I was asked twice to provide a statement for a US court (being European and living there). Just for the fun I asked or legal department to provide me with a full written explanation of the consequences, the risks and how much I would get paid to do something like that that is outside my contact. Everything stopped there and some poor fellow in the US did that instead.

I then asked why this isn't the legal dept that is issuing these statements in the name of the company. I got some complex explanation why they could not bear the risk.

Being a CISO means managing risks, including yours.


It’s interesting to see SEC go after a CISO, yes he was at the helm but can’t the one to patch systems… yes they had an ongoing attack but disclosing that to shareholders is a sensitive affair… they were also a technology provider to the US government. I honestly think that is what got them the teeth of the SEC.


They weren't charged for having deficiencies, they were charged for knowing about their deficiencies and lying about them:

> SolarWinds allegedly misled investors by disclosing only generic and hypothetical risks at a time when the company and Brown knew of specific deficiencies in SolarWinds’ cybersecurity practices as well as the increasingly elevated risks the company faced at the same time.


CISOs are still often not considered C-suite, and rarely get called to boardrooms.

Commensurating with the new risks for a CISO, a seat in the C-suite, E&O coverage, and nice parachute are the minimum CISOs should get.

Edit: I understand that in this case there were false statements made. That still does not remove the new risk for other CISOs to be dragged into quagmires they were not responsible for (see regulation discrepancies between various US, UK, or EU departments).


The SolarWinds case ups the stakes for CISOs everywhere. Are you secure? Yeah? Would you bet your life on it?

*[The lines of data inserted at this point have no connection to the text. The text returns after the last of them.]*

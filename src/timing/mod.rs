// Copyright (c) 2026 Robert L. Snyder, Sierra Vista, AZ
// Licensed under the MIT License. See LICENSE file in the project root for details.

//! Timing and clock module.
//!
//! This module provides the host clock abstraction used for recording
//! offsets, creation timestamps and playback progress.

pub mod clock;

pub use clock::{Clock, ManualClock, SystemClock};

How about a "dissenting opinion" envelope where a CISO lodges his most critical objections to the company's most egregious security sins? This can be discoverable as evidence if there is ever an incident. This clearly establishes that the CISO performed his function and warned of the risk but was overruled by the CEO or the Board. "Yeah? We can't afford MFA? No problem. I'm just going to note my dissenting opinion just in case this comes back to bite us."


Now do Kaseya!


If you have something interesting to say about Kaseya (and it's on topic) by all means say it. But please don't leave these kinds of contentless "now do X" posts here.


Oh sure - I could talk about how their CISO is a former FBI agent who, prior to joining the company, was responsible for investigating the distribution of ransomware via their VSA product. Nothing shady there.

Or perhaps that their (rapidly shrinking) security team has been told to communicate via Signal so their messages can't be subpoenaed successfully.


Also, the question regarding Kaseya knowing about this well in advance and firing the person that tried to get fixes prioritized over features: "One of the former employees said that in early 2019 he sent company leaders a 40-page memo detailing security concerns and was fired about two weeks later, which he believed was related to his repeated efforts to flag the problems."

https://www.bnnbloomberg.ca/kaseya-failed-to-address-securit...


Ah yes, drivel. What i come to HN for.